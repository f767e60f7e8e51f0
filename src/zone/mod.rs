//! Assembled zones: tile grid, entry spawn, locked regions and content.
//!
//! A `Zone` is built once from a [`ZoneDefinition`] (see [`assembly`]) and then
//! mutated only through the accessors here, which keep the tile markers
//! consistent: exactly one player marker, at most one exploration highlight,
//! and neither ever on a non-walkable tile.

pub mod assembly;
pub mod definition;
pub mod tile;

use serde::{Deserialize, Serialize};

use crate::content::{ContentInstance, ZoneContent};
use crate::tilemap::{Coord, Tilemap};

pub use assembly::{build_zone, parse_layout, select_entry_spawn, tag_locked_regions};
pub use definition::{ZoneDefinition, ZoneKind, CELLULAR_GENERATOR};
pub use tile::{Tile, TileKind, TileMarker};

/// The only locked-region id a zone can carry.
pub const LOCKED_REGION_ID: u32 = 1;

/// Registry entry for a locked region.
#[derive(Clone, Copy, Debug, PartialEq, Eq, Serialize, Deserialize)]
pub struct LockedRegion {
    pub id: u32,
    pub unlocked: bool,
}

/// A playable zone.
#[derive(Clone, Debug)]
pub struct Zone {
    pub id: String,
    pub name: String,
    /// Spawn-table template id, if the definition named one
    pub template_id: Option<String>,
    /// World-tile seed every random stream of this zone derives from
    pub world_seed: String,
    pub entry_spawn: Coord,
    pub locked_regions: Vec<LockedRegion>,
    pub content: ZoneContent,
    tiles: Tilemap<Tile>,
    player: Option<Coord>,
    active_explore: Option<Coord>,
}

impl Zone {
    pub(crate) fn new(
        definition: &ZoneDefinition,
        world_seed: &str,
        tiles: Tilemap<Tile>,
        entry_spawn: Coord,
        locked_regions: Vec<LockedRegion>,
    ) -> Self {
        Self {
            id: definition.id.clone(),
            name: definition.display_name().to_string(),
            template_id: definition.template_id.clone(),
            world_seed: world_seed.to_string(),
            entry_spawn,
            locked_regions,
            content: ZoneContent::default(),
            tiles,
            player: None,
            active_explore: None,
        }
    }

    pub fn width(&self) -> usize {
        self.tiles.width
    }

    pub fn height(&self) -> usize {
        self.tiles.height
    }

    pub fn tiles(&self) -> &Tilemap<Tile> {
        &self.tiles
    }

    pub fn contains(&self, c: Coord) -> bool {
        c.x < self.width() && c.y < self.height()
    }

    pub fn tile(&self, c: Coord) -> Option<&Tile> {
        self.contains(c).then(|| self.tiles.at(c))
    }

    pub fn kind_at(&self, c: Coord) -> Option<TileKind> {
        self.tile(c).map(Tile::kind)
    }

    pub fn is_walkable(&self, c: Coord) -> bool {
        self.tile(c).is_some_and(Tile::is_walkable)
    }

    /// Walkable and either explored or under the player.
    pub fn is_known_walkable(&self, c: Coord) -> bool {
        self.tile(c).is_some_and(|t| t.is_walkable() && t.is_known())
    }

    /// In-bounds 4-neighbors of a coordinate.
    pub fn neighbors(&self, c: Coord) -> impl Iterator<Item = Coord> + '_ {
        self.tiles.neighbors(c)
    }

    pub fn player(&self) -> Option<Coord> {
        self.player
    }

    pub fn active_explore(&self) -> Option<Coord> {
        self.active_explore
    }

    /// Put the player on the entry spawn and mark it explored.
    pub fn enter(&mut self) -> bool {
        let spawn = self.entry_spawn;
        if !self.move_player(spawn) {
            return false;
        }
        self.mark_explored(spawn);
        true
    }

    /// Move the player marker. Refused for anything but walkable tiles.
    pub fn move_player(&mut self, to: Coord) -> bool {
        if !self.is_walkable(to) {
            return false;
        }
        if let Some(prev) = self.player.take() {
            self.tiles.at_mut(prev).set_marker(TileMarker::None);
        }
        if self.active_explore == Some(to) {
            self.active_explore = None;
        }
        self.tiles.at_mut(to).set_marker(TileMarker::Player);
        self.player = Some(to);
        true
    }

    /// Remove the player marker (leaving the zone).
    pub fn clear_player(&mut self) {
        if let Some(prev) = self.player.take() {
            self.tiles.at_mut(prev).set_marker(TileMarker::None);
        }
    }

    /// Highlight a tile as the pending exploration target, or clear it.
    pub fn set_active_explore(&mut self, target: Option<Coord>) -> bool {
        if let Some(c) = target {
            if !self.is_walkable(c) || self.player == Some(c) {
                return false;
            }
        }
        if let Some(prev) = self.active_explore.take() {
            self.tiles.at_mut(prev).set_marker(TileMarker::None);
        }
        if let Some(c) = target {
            self.tiles.at_mut(c).set_marker(TileMarker::ActiveExplore);
            self.active_explore = Some(c);
        }
        true
    }

    /// Mark a walkable tile explored. Returns false for anything else.
    pub fn mark_explored(&mut self, c: Coord) -> bool {
        self.contains(c) && self.tiles.at_mut(c).set_explored(true)
    }

    pub(crate) fn clear_explored(&mut self, c: Coord) {
        if self.contains(c) {
            self.tiles.at_mut(c).set_explored(false);
        }
    }

    pub fn explored_count(&self) -> usize {
        self.tiles
            .iter()
            .filter(|(_, _, t)| t.is_walkable() && t.is_explored())
            .count()
    }

    /// Tiles that count towards completion: walkable only. Locked gates and
    /// sealed region tiles join the count once their region opens.
    pub fn explorable_count(&self) -> usize {
        self.tiles.iter().filter(|(_, _, t)| t.is_walkable()).count()
    }

    pub fn is_fully_explored(&self) -> bool {
        self.explored_count() >= self.explorable_count()
    }

    /// Coordinates of every walkable tile in row-major order.
    pub fn walkable_tiles(&self) -> Vec<Coord> {
        self.tiles
            .iter()
            .filter(|(_, _, t)| t.is_walkable())
            .map(|(x, y, _)| Coord::new(x, y))
            .collect()
    }

    pub fn locked_region(&self, id: u32) -> Option<&LockedRegion> {
        self.locked_regions.iter().find(|r| r.id == id)
    }

    /// Open a locked region: gates become walkable for good, sealed tiles
    /// get their original kind back. Idempotent. Returns false if the zone
    /// has no such region.
    pub fn unlock_region(&mut self, id: u32) -> bool {
        let Some(entry) = self.locked_regions.iter_mut().find(|r| r.id == id) else {
            return false;
        };
        entry.unlocked = true;

        for (_, _, tile) in self.tiles.iter_mut() {
            if tile.locked_region() == Some(id) {
                tile.unlock();
            }
        }
        true
    }

    /// Content instance standing on a coordinate, if any.
    pub fn content_at(&self, c: Coord) -> Option<&ContentInstance> {
        self.content.at(c)
    }
}
//! Locked gate placement between the primary and secondary regions.

use tracing::debug;

use crate::tilemap::Coord;

use super::regions::{region_mask, regions_by_size};
use super::repair::{closest_pair, corridor_path};
use super::{Cell, CellGrid};

/// How a gate was placed, or why none was.
#[derive(Clone, Copy, Debug, PartialEq, Eq)]
pub enum GatePlacement {
    /// A wall cell already touching both regions became the gate.
    Adjacent(Coord),
    /// A corridor was dug and its middle cell became the gate.
    Corridor { gate: Coord, carved: usize },
    /// Fewer than two regions remain; nothing to lock.
    SingleRegion,
    /// The corridor between the regions crossed no wall.
    NoWallToCarve,
}

impl GatePlacement {
    pub fn gate(&self) -> Option<Coord> {
        match self {
            GatePlacement::Adjacent(c) => Some(*c),
            GatePlacement::Corridor { gate, .. } => Some(*gate),
            _ => None,
        }
    }
}

/// Insert a single locked gate between the two largest floor regions.
pub fn place_gate(grid: &mut CellGrid) -> GatePlacement {
    let regions = regions_by_size(&*grid, Cell::is_floor);
    if regions.len() < 2 {
        return GatePlacement::SingleRegion;
    }

    let (primary, secondary) = (&regions[0], &regions[1]);
    let primary_mask = region_mask(grid.width, grid.height, primary);
    let secondary_mask = region_mask(grid.width, grid.height, secondary);

    // Preferred: an existing wall that already separates the two regions
    let shared_wall = grid.coords().find(|&c| {
        *grid.at(c) == Cell::Wall
            && grid.neighbors(c).any(|n| *primary_mask.at(n))
            && grid.neighbors(c).any(|n| *secondary_mask.at(n))
    });
    if let Some(c) = shared_wall {
        grid.set(c.x, c.y, Cell::Gate);
        return GatePlacement::Adjacent(c);
    }

    // Fallback: dig a corridor and lock its midpoint
    let Some((from, to)) = closest_pair(secondary, primary) else {
        return GatePlacement::SingleRegion;
    };
    let walls: Vec<Coord> = corridor_path(from, to)
        .into_iter()
        .filter(|&c| *grid.at(c) == Cell::Wall)
        .collect();
    if walls.is_empty() {
        debug!(%from, %to, "gate corridor carves nothing; skipping gate");
        return GatePlacement::NoWallToCarve;
    }

    let mid = walls.len() / 2;
    for (i, c) in walls.iter().enumerate() {
        let cell = if i == mid { Cell::Gate } else { Cell::Floor };
        grid.set(c.x, c.y, cell);
    }

    GatePlacement::Corridor {
        gate: walls[mid],
        carved: walls.len(),
    }
}

#[cfg(test)]
mod tests {
    use super::*;
    use crate::tilemap::Tilemap;

    fn grid(rows: &[&str]) -> CellGrid {
        Tilemap::from_rows(
            rows.iter()
                .map(|r| r.chars().map(|c| if c == '.' { Cell::Floor } else { Cell::Wall }).collect())
                .collect(),
        )
        .unwrap()
    }

    #[test]
    fn test_single_region_skips_gate() {
        let mut g = grid(&["#####", "#...#", "#####"]);
        assert_eq!(place_gate(&mut g), GatePlacement::SingleRegion);
        assert!(g.iter().all(|(_, _, c)| *c != Cell::Gate));
    }

    #[test]
    fn test_shared_wall_becomes_gate() {
        let mut g = grid(&[
            "#######",
            "#...#.#",
            "#...#.#",
            "#######",
        ]);
        let placement = place_gate(&mut g);
        assert_eq!(placement, GatePlacement::Adjacent(Coord::new(4, 1)));
        assert_eq!(*g.get(4, 1), Cell::Gate);
        assert_eq!(g.iter().filter(|(_, _, c)| **c == Cell::Gate).count(), 1);
    }

    #[test]
    fn test_thick_wall_gets_corridor_with_middle_gate() {
        let mut g = grid(&[
            "#########",
            "#..###..#",
            "#..###..#",
            "#########",
        ]);
        let placement = place_gate(&mut g);
        match placement {
            GatePlacement::Corridor { gate, carved } => {
                assert_eq!(carved, 3);
                assert_eq!(gate, Coord::new(4, 1));
            }
            other => panic!("unexpected placement {other:?}"),
        }
        assert_eq!(*g.get(3, 1), Cell::Floor);
        assert_eq!(*g.get(4, 1), Cell::Gate);
        assert_eq!(*g.get(5, 1), Cell::Floor);
    }
}
//! Tile model for assembled zones.

use serde::{Deserialize, Serialize};

/// Passability class of a tile.
#[derive(Clone, Copy, Debug, Default, PartialEq, Eq, Hash, Serialize, Deserialize)]
#[serde(rename_all = "lowercase")]
pub enum TileKind {
    #[default]
    Walkable,
    Blocked,
    Locked,
}

impl TileKind {
    /// Static layout symbol table: `#` blocked, `.` walkable, `L` locked.
    pub fn from_symbol(symbol: char) -> Option<Self> {
        match symbol {
            '#' => Some(TileKind::Blocked),
            '.' => Some(TileKind::Walkable),
            'L' => Some(TileKind::Locked),
            _ => None,
        }
    }

    pub fn symbol(&self) -> char {
        match self {
            TileKind::Walkable => '.',
            TileKind::Blocked => '#',
            TileKind::Locked => 'L',
        }
    }
}

/// Transient marker on a tile. A tile holds at most one, so the player can
/// never stand on the tile that is highlighted for exploration.
#[derive(Clone, Copy, Debug, Default, PartialEq, Eq, Hash)]
pub enum TileMarker {
    #[default]
    None,
    Player,
    ActiveExplore,
}

/// A single zone tile.
///
/// Fields are private: the zone enforces that markers and exploration only
/// ever land on walkable tiles.
#[derive(Clone, Debug, Default, PartialEq, Eq)]
pub struct Tile {
    kind: TileKind,
    explored: bool,
    marker: TileMarker,
    locked_region: Option<u32>,
    original_kind: Option<TileKind>,
}

impl Tile {
    pub fn new(kind: TileKind) -> Self {
        Self {
            kind,
            ..Self::default()
        }
    }

    pub fn kind(&self) -> TileKind {
        self.kind
    }

    pub fn is_walkable(&self) -> bool {
        self.kind == TileKind::Walkable
    }

    pub fn is_explored(&self) -> bool {
        self.explored
    }

    pub fn has_player(&self) -> bool {
        self.marker == TileMarker::Player
    }

    pub fn is_active_explore(&self) -> bool {
        self.marker == TileMarker::ActiveExplore
    }

    /// Explored, or currently occupied by the player.
    pub fn is_known(&self) -> bool {
        self.explored || self.has_player()
    }

    pub fn marker(&self) -> TileMarker {
        self.marker
    }

    pub fn locked_region(&self) -> Option<u32> {
        self.locked_region
    }

    /// Kind to restore when the owning locked region opens.
    pub fn original_kind(&self) -> Option<TileKind> {
        self.original_kind
    }

    pub(crate) fn set_kind(&mut self, kind: TileKind) {
        self.kind = kind;
        if kind != TileKind::Walkable {
            self.marker = TileMarker::None;
            self.explored = false;
        }
    }

    pub(crate) fn set_explored(&mut self, explored: bool) -> bool {
        if explored && !self.is_walkable() {
            return false;
        }
        self.explored = explored;
        true
    }

    pub(crate) fn set_marker(&mut self, marker: TileMarker) -> bool {
        if marker != TileMarker::None && !self.is_walkable() {
            return false;
        }
        self.marker = marker;
        true
    }

    /// Tag this tile as part of a locked region. Non-gate tiles are sealed
    /// (forced to blocked) until the region opens.
    pub(crate) fn lock_into(&mut self, region: u32) {
        self.locked_region = Some(region);
        if self.kind != TileKind::Locked {
            self.original_kind = Some(self.kind);
            self.set_kind(TileKind::Blocked);
        }
    }

    /// Undo [`Tile::lock_into`]: gates become permanently walkable, sealed
    /// tiles get their original kind back.
    pub(crate) fn unlock(&mut self) {
        match self.kind {
            TileKind::Locked => self.set_kind(TileKind::Walkable),
            TileKind::Blocked => {
                let restored = self.original_kind.take().unwrap_or(TileKind::Walkable);
                self.set_kind(restored);
            }
            TileKind::Walkable => {}
        }
    }
}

• • • •

- _WHAT NEEDS TO BE DONE_: Check each line of the entries above, and show every one holding the word "ActiveExplore".

- _SOLUTION FOR THIS PROBLEM_:
            self.tiles.at_mut(c).set_marker(TileMarker::ActiveExplore);
    ActiveExplore,
        self.marker == TileMarker::ActiveExplore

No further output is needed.